**INSTRUCTIONS FOR THE TASK:** Restate verbatim the span of lines below between the line with "let (dataset, report)" and the line with "pub struct MarkerLine", including those two lines, and only that span.

Saved data entries:
┌────────

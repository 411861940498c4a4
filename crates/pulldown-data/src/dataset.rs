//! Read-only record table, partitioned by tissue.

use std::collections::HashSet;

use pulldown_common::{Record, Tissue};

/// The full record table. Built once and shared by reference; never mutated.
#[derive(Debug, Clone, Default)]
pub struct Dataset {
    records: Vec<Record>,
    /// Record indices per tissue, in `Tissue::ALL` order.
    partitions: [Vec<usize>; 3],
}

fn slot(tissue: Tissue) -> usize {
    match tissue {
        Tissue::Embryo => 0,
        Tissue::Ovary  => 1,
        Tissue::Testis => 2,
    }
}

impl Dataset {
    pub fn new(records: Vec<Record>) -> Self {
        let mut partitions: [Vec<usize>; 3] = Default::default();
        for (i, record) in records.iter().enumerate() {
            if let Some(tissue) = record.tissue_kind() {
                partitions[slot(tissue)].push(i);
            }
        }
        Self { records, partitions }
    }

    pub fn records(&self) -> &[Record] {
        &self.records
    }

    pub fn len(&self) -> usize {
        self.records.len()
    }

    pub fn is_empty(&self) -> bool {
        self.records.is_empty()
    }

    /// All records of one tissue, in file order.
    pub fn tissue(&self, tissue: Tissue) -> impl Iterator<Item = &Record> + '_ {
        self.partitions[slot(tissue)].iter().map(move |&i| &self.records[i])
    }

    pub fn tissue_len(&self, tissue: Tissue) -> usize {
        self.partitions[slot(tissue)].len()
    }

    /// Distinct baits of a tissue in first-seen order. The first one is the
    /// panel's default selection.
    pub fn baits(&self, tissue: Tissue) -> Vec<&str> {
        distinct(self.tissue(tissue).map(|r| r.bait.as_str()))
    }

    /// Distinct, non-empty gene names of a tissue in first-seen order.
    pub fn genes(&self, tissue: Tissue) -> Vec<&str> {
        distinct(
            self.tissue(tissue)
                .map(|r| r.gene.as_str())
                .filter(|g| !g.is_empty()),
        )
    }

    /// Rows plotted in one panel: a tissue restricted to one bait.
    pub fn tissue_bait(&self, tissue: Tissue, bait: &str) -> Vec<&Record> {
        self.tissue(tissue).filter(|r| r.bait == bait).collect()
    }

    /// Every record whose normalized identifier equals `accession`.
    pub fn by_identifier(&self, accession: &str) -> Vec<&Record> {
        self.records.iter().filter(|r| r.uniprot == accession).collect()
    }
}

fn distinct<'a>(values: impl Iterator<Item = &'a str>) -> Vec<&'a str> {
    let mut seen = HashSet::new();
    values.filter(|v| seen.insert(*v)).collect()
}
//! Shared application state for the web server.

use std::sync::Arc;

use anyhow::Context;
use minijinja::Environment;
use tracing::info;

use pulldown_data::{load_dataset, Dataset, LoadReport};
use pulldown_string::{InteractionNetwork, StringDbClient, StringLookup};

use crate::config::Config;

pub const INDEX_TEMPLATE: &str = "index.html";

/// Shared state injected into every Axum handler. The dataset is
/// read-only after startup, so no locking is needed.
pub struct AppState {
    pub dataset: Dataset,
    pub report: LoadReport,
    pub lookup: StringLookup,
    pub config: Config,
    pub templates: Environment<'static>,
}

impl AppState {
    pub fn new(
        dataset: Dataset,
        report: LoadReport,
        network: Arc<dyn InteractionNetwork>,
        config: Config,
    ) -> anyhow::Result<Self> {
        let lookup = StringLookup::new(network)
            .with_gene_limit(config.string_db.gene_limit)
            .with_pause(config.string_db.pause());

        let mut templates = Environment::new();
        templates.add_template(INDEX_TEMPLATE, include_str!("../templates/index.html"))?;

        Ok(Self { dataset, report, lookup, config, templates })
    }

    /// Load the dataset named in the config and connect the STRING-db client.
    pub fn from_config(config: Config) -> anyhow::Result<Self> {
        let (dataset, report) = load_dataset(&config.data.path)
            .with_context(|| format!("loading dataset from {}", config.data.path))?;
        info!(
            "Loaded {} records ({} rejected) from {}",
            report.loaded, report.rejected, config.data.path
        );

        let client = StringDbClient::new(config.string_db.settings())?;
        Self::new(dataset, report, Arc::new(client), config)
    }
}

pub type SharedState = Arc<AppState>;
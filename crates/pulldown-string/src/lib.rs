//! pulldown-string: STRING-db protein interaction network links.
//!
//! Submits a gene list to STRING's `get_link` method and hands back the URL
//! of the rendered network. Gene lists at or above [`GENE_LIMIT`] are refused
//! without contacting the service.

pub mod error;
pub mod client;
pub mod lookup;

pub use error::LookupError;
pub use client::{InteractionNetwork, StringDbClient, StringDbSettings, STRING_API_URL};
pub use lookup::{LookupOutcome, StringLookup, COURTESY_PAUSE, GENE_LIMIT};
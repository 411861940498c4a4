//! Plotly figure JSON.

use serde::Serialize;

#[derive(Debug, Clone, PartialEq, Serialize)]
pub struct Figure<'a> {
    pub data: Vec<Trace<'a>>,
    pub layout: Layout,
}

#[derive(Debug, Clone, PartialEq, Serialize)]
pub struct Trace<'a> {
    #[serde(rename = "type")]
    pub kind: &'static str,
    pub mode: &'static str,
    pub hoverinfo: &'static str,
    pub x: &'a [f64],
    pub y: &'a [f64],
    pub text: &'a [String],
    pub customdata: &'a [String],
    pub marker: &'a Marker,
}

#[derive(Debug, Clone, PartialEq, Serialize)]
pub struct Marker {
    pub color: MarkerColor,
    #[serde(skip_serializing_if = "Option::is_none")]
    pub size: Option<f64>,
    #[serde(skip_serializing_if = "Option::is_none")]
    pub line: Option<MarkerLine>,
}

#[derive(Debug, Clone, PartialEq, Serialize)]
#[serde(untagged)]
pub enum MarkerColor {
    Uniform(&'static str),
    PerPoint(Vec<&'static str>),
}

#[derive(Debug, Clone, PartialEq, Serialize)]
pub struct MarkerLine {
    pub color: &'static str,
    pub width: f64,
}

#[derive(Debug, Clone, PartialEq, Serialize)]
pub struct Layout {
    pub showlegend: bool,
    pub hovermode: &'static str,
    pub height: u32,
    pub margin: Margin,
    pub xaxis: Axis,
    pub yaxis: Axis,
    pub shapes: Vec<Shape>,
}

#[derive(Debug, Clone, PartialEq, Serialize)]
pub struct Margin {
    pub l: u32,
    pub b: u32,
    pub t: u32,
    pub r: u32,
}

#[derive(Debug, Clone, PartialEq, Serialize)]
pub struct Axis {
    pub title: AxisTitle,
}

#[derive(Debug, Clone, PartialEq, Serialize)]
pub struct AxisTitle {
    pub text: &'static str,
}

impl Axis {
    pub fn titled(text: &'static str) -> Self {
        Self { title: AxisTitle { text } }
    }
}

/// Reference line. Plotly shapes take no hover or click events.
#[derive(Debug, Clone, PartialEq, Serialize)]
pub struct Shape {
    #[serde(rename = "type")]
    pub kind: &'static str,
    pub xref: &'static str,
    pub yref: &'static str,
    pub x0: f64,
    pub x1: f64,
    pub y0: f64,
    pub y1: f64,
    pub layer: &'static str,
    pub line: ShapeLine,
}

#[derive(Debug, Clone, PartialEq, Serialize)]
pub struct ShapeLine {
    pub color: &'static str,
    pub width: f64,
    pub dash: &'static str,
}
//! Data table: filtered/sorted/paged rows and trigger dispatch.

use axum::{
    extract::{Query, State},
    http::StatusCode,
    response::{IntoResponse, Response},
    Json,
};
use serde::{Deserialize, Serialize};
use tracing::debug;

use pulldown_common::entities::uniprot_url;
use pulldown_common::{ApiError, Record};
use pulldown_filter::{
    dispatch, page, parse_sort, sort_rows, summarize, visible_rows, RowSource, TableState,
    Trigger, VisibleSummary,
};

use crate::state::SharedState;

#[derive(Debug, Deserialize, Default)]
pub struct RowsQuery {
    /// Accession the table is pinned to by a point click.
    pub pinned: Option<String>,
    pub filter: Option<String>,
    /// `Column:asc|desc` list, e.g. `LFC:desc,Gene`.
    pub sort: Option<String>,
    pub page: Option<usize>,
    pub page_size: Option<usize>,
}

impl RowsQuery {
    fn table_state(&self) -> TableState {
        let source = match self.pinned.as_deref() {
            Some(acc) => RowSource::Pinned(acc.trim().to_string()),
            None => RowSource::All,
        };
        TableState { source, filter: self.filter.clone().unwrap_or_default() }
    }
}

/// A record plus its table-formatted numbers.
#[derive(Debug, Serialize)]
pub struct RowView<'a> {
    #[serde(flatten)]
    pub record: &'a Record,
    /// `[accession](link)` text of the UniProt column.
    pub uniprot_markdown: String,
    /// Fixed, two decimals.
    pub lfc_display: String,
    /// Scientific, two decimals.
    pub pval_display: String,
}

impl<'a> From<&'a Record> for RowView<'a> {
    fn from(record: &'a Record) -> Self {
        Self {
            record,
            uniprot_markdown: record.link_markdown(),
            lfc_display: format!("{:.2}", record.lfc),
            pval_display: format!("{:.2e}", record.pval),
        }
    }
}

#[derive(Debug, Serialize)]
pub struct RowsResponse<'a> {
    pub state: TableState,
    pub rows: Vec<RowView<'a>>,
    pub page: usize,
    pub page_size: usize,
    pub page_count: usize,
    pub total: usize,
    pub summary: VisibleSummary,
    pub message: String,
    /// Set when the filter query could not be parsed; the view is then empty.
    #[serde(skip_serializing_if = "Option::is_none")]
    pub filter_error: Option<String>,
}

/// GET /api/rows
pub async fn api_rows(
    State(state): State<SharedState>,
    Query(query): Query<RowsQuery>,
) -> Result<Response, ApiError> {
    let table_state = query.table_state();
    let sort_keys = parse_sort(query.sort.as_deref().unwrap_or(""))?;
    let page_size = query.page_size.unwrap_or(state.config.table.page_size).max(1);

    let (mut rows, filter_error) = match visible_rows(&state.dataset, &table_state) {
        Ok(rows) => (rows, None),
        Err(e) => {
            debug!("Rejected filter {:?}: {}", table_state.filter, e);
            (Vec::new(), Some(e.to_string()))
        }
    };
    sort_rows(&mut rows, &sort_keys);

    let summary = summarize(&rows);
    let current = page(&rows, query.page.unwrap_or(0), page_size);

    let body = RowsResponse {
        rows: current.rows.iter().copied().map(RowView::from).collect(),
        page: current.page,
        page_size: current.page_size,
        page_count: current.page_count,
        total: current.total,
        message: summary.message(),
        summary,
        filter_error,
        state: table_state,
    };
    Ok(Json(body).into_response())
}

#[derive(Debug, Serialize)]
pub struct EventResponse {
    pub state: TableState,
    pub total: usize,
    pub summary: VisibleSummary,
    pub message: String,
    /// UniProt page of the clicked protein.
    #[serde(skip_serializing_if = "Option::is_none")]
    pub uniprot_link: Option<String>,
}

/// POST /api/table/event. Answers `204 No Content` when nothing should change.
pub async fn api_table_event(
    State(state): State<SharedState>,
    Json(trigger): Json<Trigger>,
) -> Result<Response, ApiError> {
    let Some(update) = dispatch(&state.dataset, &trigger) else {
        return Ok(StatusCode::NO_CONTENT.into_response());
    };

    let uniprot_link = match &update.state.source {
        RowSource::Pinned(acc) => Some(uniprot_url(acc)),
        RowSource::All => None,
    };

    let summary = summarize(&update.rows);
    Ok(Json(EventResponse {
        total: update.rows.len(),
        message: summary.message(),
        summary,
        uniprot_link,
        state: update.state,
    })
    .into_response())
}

└────────

**TASK OUTPUT:**
        let (dataset, report) = load_dataset(&config.data.path)
            .with_context(|| format!("loading dataset from {}", config.data.path))?;
        info!(
            "Loaded {} records ({} rejected) from {}",
            report.loaded, report.rejected, config.data.path
        );

        let client = StringDbClient::new(config.string_db.settings())?;
        Self::new(dataset, report, Arc::new(client), config)
    }
}

pub type SharedState = Arc<AppState>;
filename crates/pulldown-string/src/lib.rs
//! pulldown-string: STRING-db protein interaction network links.
//!
//! Submits a gene list to STRING's `get_link` method and hands back the URL
//! of the rendered network. Gene lists at or above [`GENE_LIMIT`] are refused
//! without contacting the service.

pub mod error;
pub mod client;
pub mod lookup;

pub use error::LookupError;
pub use client::{InteractionNetwork, StringDbClient, StringDbSettings, STRING_API_URL};
pub use lookup::{LookupOutcome, StringLookup, COURTESY_PAUSE, GENE_LIMIT};
repository 411861940498c4a4
//! Plotly figure JSON.

use serde::Serialize;

#[derive(Debug, Clone, PartialEq, Serialize)]
pub struct Figure<'a> {
    pub data: Vec<Trace<'a>>,
    pub layout: Layout,
}

#[derive(Debug, Clone, PartialEq, Serialize)]
pub struct Trace<'a> {
    #[serde(rename = "type")]
    pub kind: &'static str,
    pub mode: &'static str,
    pub hoverinfo: &'static str,
    pub x: &'a [f64],
    pub y: &'a [f64],
    pub text: &'a [String],
    pub customdata: &'a [String],
    pub marker: &'a Marker,
}

#[derive(Debug, Clone, PartialEq, Serialize)]
pub struct Marker {
    pub color: MarkerColor,
    #[serde(skip_serializing_if = "Option::is_none")]
    pub size: Option<f64>,
    #[serde(skip_serializing_if = "Option::is_none")]
    pub line: Option<MarkerLine>,
}

#[derive(Debug, Clone, PartialEq, Serialize)]
#[serde(untagged)]
pub enum MarkerColor {
    Uniform(&'static str),
    PerPoint(Vec<&'static str>),
}

#[derive(Debug, Clone, PartialEq, Serialize)]
pub struct MarkerLine {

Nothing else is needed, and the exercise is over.